Mr. Gwilym Jones (Cardiff, North)

Naturally I welcome the change which has resulted in the period being only 16 weeks. However, I put it to my hon. Friend that it is the anxiety of unemployment that is most important. This proposed change is putting the sword of Damocles over the family home, yet in every other way we are doing everything possible to help to encourage a return to employment. Does my hon. Friend agree that the real cost to the nation would be greater than any savings to the social security budget?

Mr. Major

I cannot agree with my Friend. I reiterate what I said earlier about foreclosures and the attitude of the building societies and other associations.

Mr. Peter Bruinvels (Leicester, East)

Since we have encouraged more than 1 million people to go out and buy their homes, can I sincerely ask my hon. Friend to reconsider these proposals? None of the people who lose their jobs lose them through any fault of their own. We have been encouraging many people to buy their homes. Would my hon. Friend please put out a leaflet urging potential home-owners to get a mortgage investment plan so that they will not suffer? We wish to encourage people to go out and buy their homes, but they may feel slightly let down today.

Mr. Major

My hon. Friend is a source of constant surprise to the House, and no doubt he has been so again this afternoon. The decisions I have announced this afternoon are the result of reconsideration made after referring this matter to the Social Security Advisory Committee. I cannot promise my hon. Friend that we shall reconsider these proposals again.

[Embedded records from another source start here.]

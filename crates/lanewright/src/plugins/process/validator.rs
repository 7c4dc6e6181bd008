//! Structural validation of a process graph
//!
//! Runs before any layout or remote call. Hard errors abort the pipeline;
//! warnings are logged and carried in the [`ValidationReport`].

use std::collections::{HashSet, VecDeque};
use std::fmt;

use serde::Serialize;
use tracing::{debug, span, warn, Level};

use super::database::ProcessDatabase;
use crate::core::{Database, GatewayKind, ElementKind, ProcessError};

/// Non-fatal findings
#[derive(Debug, Clone, PartialEq, Eq, Serialize)]
#[serde(tag = "warning", rename_all = "snake_case")]
pub enum ValidationWarning {
    /// More than one start event
    MultipleStarts { count: usize },
    /// No end event at all
    MissingEndEvent,
    /// Decision gateway branch without a condition label
    UnlabeledGatewayFlow { gateway_id: String, target_id: String },
    /// Element actor missing from the declared actor list
    UndeclaredActor { actor: String, element_id: String },
    /// Declared actor that owns no element
    UnusedActor { actor: String },
    /// Annotation attached to an element that does not exist
    DanglingAnnotation { annotation_id: String, target_id: String },
}

impl fmt::Display for ValidationWarning {
    fn fmt(&self, f: &mut fmt::Formatter<'_>) -> fmt::Result {
        match self {
            Self::MultipleStarts { count } => write!(f, "process has {} start events", count),
            Self::MissingEndEvent => write!(f, "process has no end event"),
            Self::UnlabeledGatewayFlow {
                gateway_id,
                target_id,
            } => write!(
                f,
                "flow {} -> {} leaves a gateway without a condition",
                gateway_id, target_id
            ),
            Self::UndeclaredActor { actor, element_id } => write!(
                f,
                "actor '{}' of element '{}' is not declared",
                actor, element_id
            ),
            Self::UnusedActor { actor } => write!(f, "declared actor '{}' is never used", actor),
            Self::DanglingAnnotation {
                annotation_id,
                target_id,
            } => write!(
                f,
                "annotation '{}' is attached to unknown element '{}'",
                annotation_id, target_id
            ),
        }
    }
}

/// Everything validation found, in check order
#[derive(Debug, Default)]
pub struct ValidationReport {
    pub errors: Vec<ProcessError>,
    pub warnings: Vec<ValidationWarning>,
}

impl ValidationReport {
    pub fn is_valid(&self) -> bool {
        self.errors.is_empty()
    }

    /// Consume the report, keeping only warnings if there are no errors
    pub fn into_result(mut self) -> Result<Vec<ValidationWarning>, ProcessError> {
        if self.errors.is_empty() {
            Ok(self.warnings)
        } else {
            Err(self.errors.swap_remove(0))
        }
    }
}

/// Checks the structural invariants of a process graph
#[derive(Debug, Default, Clone, Copy)]
pub struct ProcessValidator;

impl ProcessValidator {
    pub fn new() -> Self {
        Self
    }

    /// Validate and fail on the first hard error
    pub fn validate(&self, db: &ProcessDatabase) -> Result<Vec<ValidationWarning>, ProcessError> {
        self.inspect(db).into_result()
    }

    /// Run every check and collect all findings
    pub fn inspect(&self, db: &ProcessDatabase) -> ValidationReport {
        let span = span!(
            Level::DEBUG,
            "validate_process",
            element_count = db.element_count(),
            flow_count = db.flow_count()
        );
        let _enter = span.enter();

        let mut report = ValidationReport::default();

        for id in db.duplicate_ids() {
            report.errors.push(ProcessError::malformed_flow(
                id.clone(),
                "unique element id",
                "duplicate definition",
            ));
        }

        for (position, element) in db.elements().enumerate() {
            if element.id.trim().is_empty() {
                report.errors.push(ProcessError::malformed_flow(
                    format!("element #{}", position + 1),
                    "non-empty element id",
                    format!("blank id on '{}'", element.label.trim()),
                ));
            }
            if element.label.trim().is_empty() {
                report.errors.push(ProcessError::malformed_flow(
                    element.id.clone(),
                    "non-empty label",
                    "blank label",
                ));
            }
        }

        for flow in db.flows() {
            for endpoint in [&flow.source, &flow.target] {
                match db.get_element(endpoint) {
                    None => report.errors.push(ProcessError::malformed_flow(
                        endpoint.clone(),
                        "flow endpoint referencing an existing element",
                        format!("unknown element in flow {} -> {}", flow.source, flow.target),
                    )),
                    Some(element) if element.kind.is_annotation() => {
                        report.errors.push(ProcessError::malformed_flow(
                            endpoint.clone(),
                            "annotation outside the sequence flow",
                            format!("flow {} -> {}", flow.source, flow.target),
                        ))
                    }
                    Some(_) => {}
                }
            }
        }

        let starts = db.start_elements();
        if starts.is_empty() {
            report.errors.push(ProcessError::malformed_flow(
                db.name().to_string(),
                "at least 1 start event",
                "0",
            ));
        } else if starts.len() > 1 {
            report.warnings.push(ValidationWarning::MultipleStarts {
                count: starts.len(),
            });
        }
        if db.end_elements().is_empty() {
            report.warnings.push(ValidationWarning::MissingEndEvent);
        }

        if !starts.is_empty() {
            let reachable = reachable_from_starts(db);
            for element in db.elements().filter(|e| !e.kind.is_annotation()) {
                if !reachable.contains(element.id.as_str()) {
                    report.errors.push(ProcessError::disconnected(element.id.clone()));
                }
            }
        }

        for element in db.elements() {
            let out = db.out_degree(&element.id);
            match element.kind {
                ElementKind::Gateway { subtype } => {
                    if out < 2 {
                        report.errors.push(ProcessError::malformed_flow(
                            element.id.clone(),
                            "at least 2 outgoing flows",
                            out.to_string(),
                        ));
                    }
                    if matches!(subtype, GatewayKind::Exclusive | GatewayKind::Inclusive) {
                        for (_, flow) in db.outgoing(&element.id) {
                            if flow.condition.as_deref().map_or(true, str::is_empty) {
                                report.warnings.push(ValidationWarning::UnlabeledGatewayFlow {
                                    gateway_id: element.id.clone(),
                                    target_id: flow.target.clone(),
                                });
                            }
                        }
                    }
                }
                ElementKind::EndEvent { .. } => {}
                ElementKind::Annotation => {
                    if let Some(target) = element.attached_to() {
                        if !db.has_element(target) {
                            report.warnings.push(ValidationWarning::DanglingAnnotation {
                                annotation_id: element.id.clone(),
                                target_id: target.to_string(),
                            });
                        }
                    }
                }
                _ => {
                    if out == 0 {
                        report.errors.push(ProcessError::malformed_flow(
                            element.id.clone(),
                            "at least 1 outgoing flow",
                            "0",
                        ));
                    }
                }
            }
        }

        let declared = db.declared_actors();
        if !declared.is_empty() {
            for element in db.elements() {
                if let Some(actor) = element.assigned_actor() {
                    if !declared.iter().any(|d| d == actor) {
                        report.warnings.push(ValidationWarning::UndeclaredActor {
                            actor: actor.to_string(),
                            element_id: element.id.clone(),
                        });
                    }
                }
            }
            let used = db.used_actors();
            for actor in declared {
                if !used.contains(&actor.as_str()) {
                    report.warnings.push(ValidationWarning::UnusedActor {
                        actor: actor.clone(),
                    });
                }
            }
        }

        for warning in &report.warnings {
            warn!(process = %db.name(), "{}", warning);
        }
        debug!(
            errors = report.errors.len(),
            warnings = report.warnings.len(),
            "Validation completed"
        );
        report
    }
}

/// Breadth-first reachability over all flows
fn reachable_from_starts(db: &ProcessDatabase) -> HashSet<&str> {
    let mut seen: HashSet<&str> = HashSet::new();
    let mut queue: VecDeque<&str> = VecDeque::new();
    for start in db.start_elements() {
        if seen.insert(start.id.as_str()) {
            queue.push_back(start.id.as_str());
        }
    }
    while let Some(id) = queue.pop_front() {
        for next in db.successors(id) {
            if db.has_element(next) && seen.insert(next) {
                queue.push_back(next);
            }
        }
    }
    seen
}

Mr. Patrick Nicholls (Teignbridge)

I thank my hon. Friend for responding to the concerns that many of us put to him and reducing the period to 16 weeks. I have dealt with many mortgage repossession cases. I am sure my hon. Friend will agree that it is absolutely inconceivable that a building society would attempt to foreclose on a house because 50 per cent. of interest arrears over 16 weeks were outstanding. That is the reality of the situation, not the sanctimonious claptrap that we have heard from the hon. Member for Oldham, West (Mr. Meacher).

Mr. Major

My hon. Friend speaks with considerable knowledge on these matters and I am happy to accept his advice.

Mr. Eric Forth (Mid-Worcestershire)

Will my hon. Friend withdraw his previous insult to puff adders? Does he agree with me that the primary responsibility of homeowners, who stand to gain a lot from capital appreciation, is to insure themselves against contingencies, including that of unemployment? Is my hon. Friend aware that unemployment protection policies are available from insurance companies? Has he any comment to make in that regard, in the light of today's statement?

Mr. Major

I am grateful to my hon. Friend for those remarks. I am aware of the mortgage protection policies. Our proposals include a proposition that we would disregard mortgage protection policy income when calculating supplementary benefit in such cases.

Mr. Michael Hirst (Strathkelvin and Bearsden)

Does my hon. Friend agree that many people who leave employment receive severance pay to tide them over until they can find other alternative employment? Does he agree that the humbug we have heard from the Opposition Benches is insulting to the independent Social Security Advisory Committee and to building societies? If my experience as a constituency Member is typical, building societies show sympathy and understanding to people who become unemployed.

Mr. Major

My hon. Friend has put his points with total clarity, and I agree with him.

Mr. John Watts (Slough)

Will my hon. Friend say a little more about the discussions with the building societies and other principal lenders, in particular whether the assurance that they will behave responsibly implies that they will not foreclose during the first four months of unemployment? Is my hon. Friend also aware that any doubts I have about the wisdom of the proposals were substantially reduced by the immoderate and Kinnockesque intervention of the hon. Member for Oldham, West (Mr. Meacher).

Mr. Major

Rather than making bland statements, I would prefer to refer yet again to the practical experience that this House and others have witnessed. Recently, during the miners' strike, a 12-month period when mortgage interest was not paid, the building societies, the banks and local authorities did not foreclose.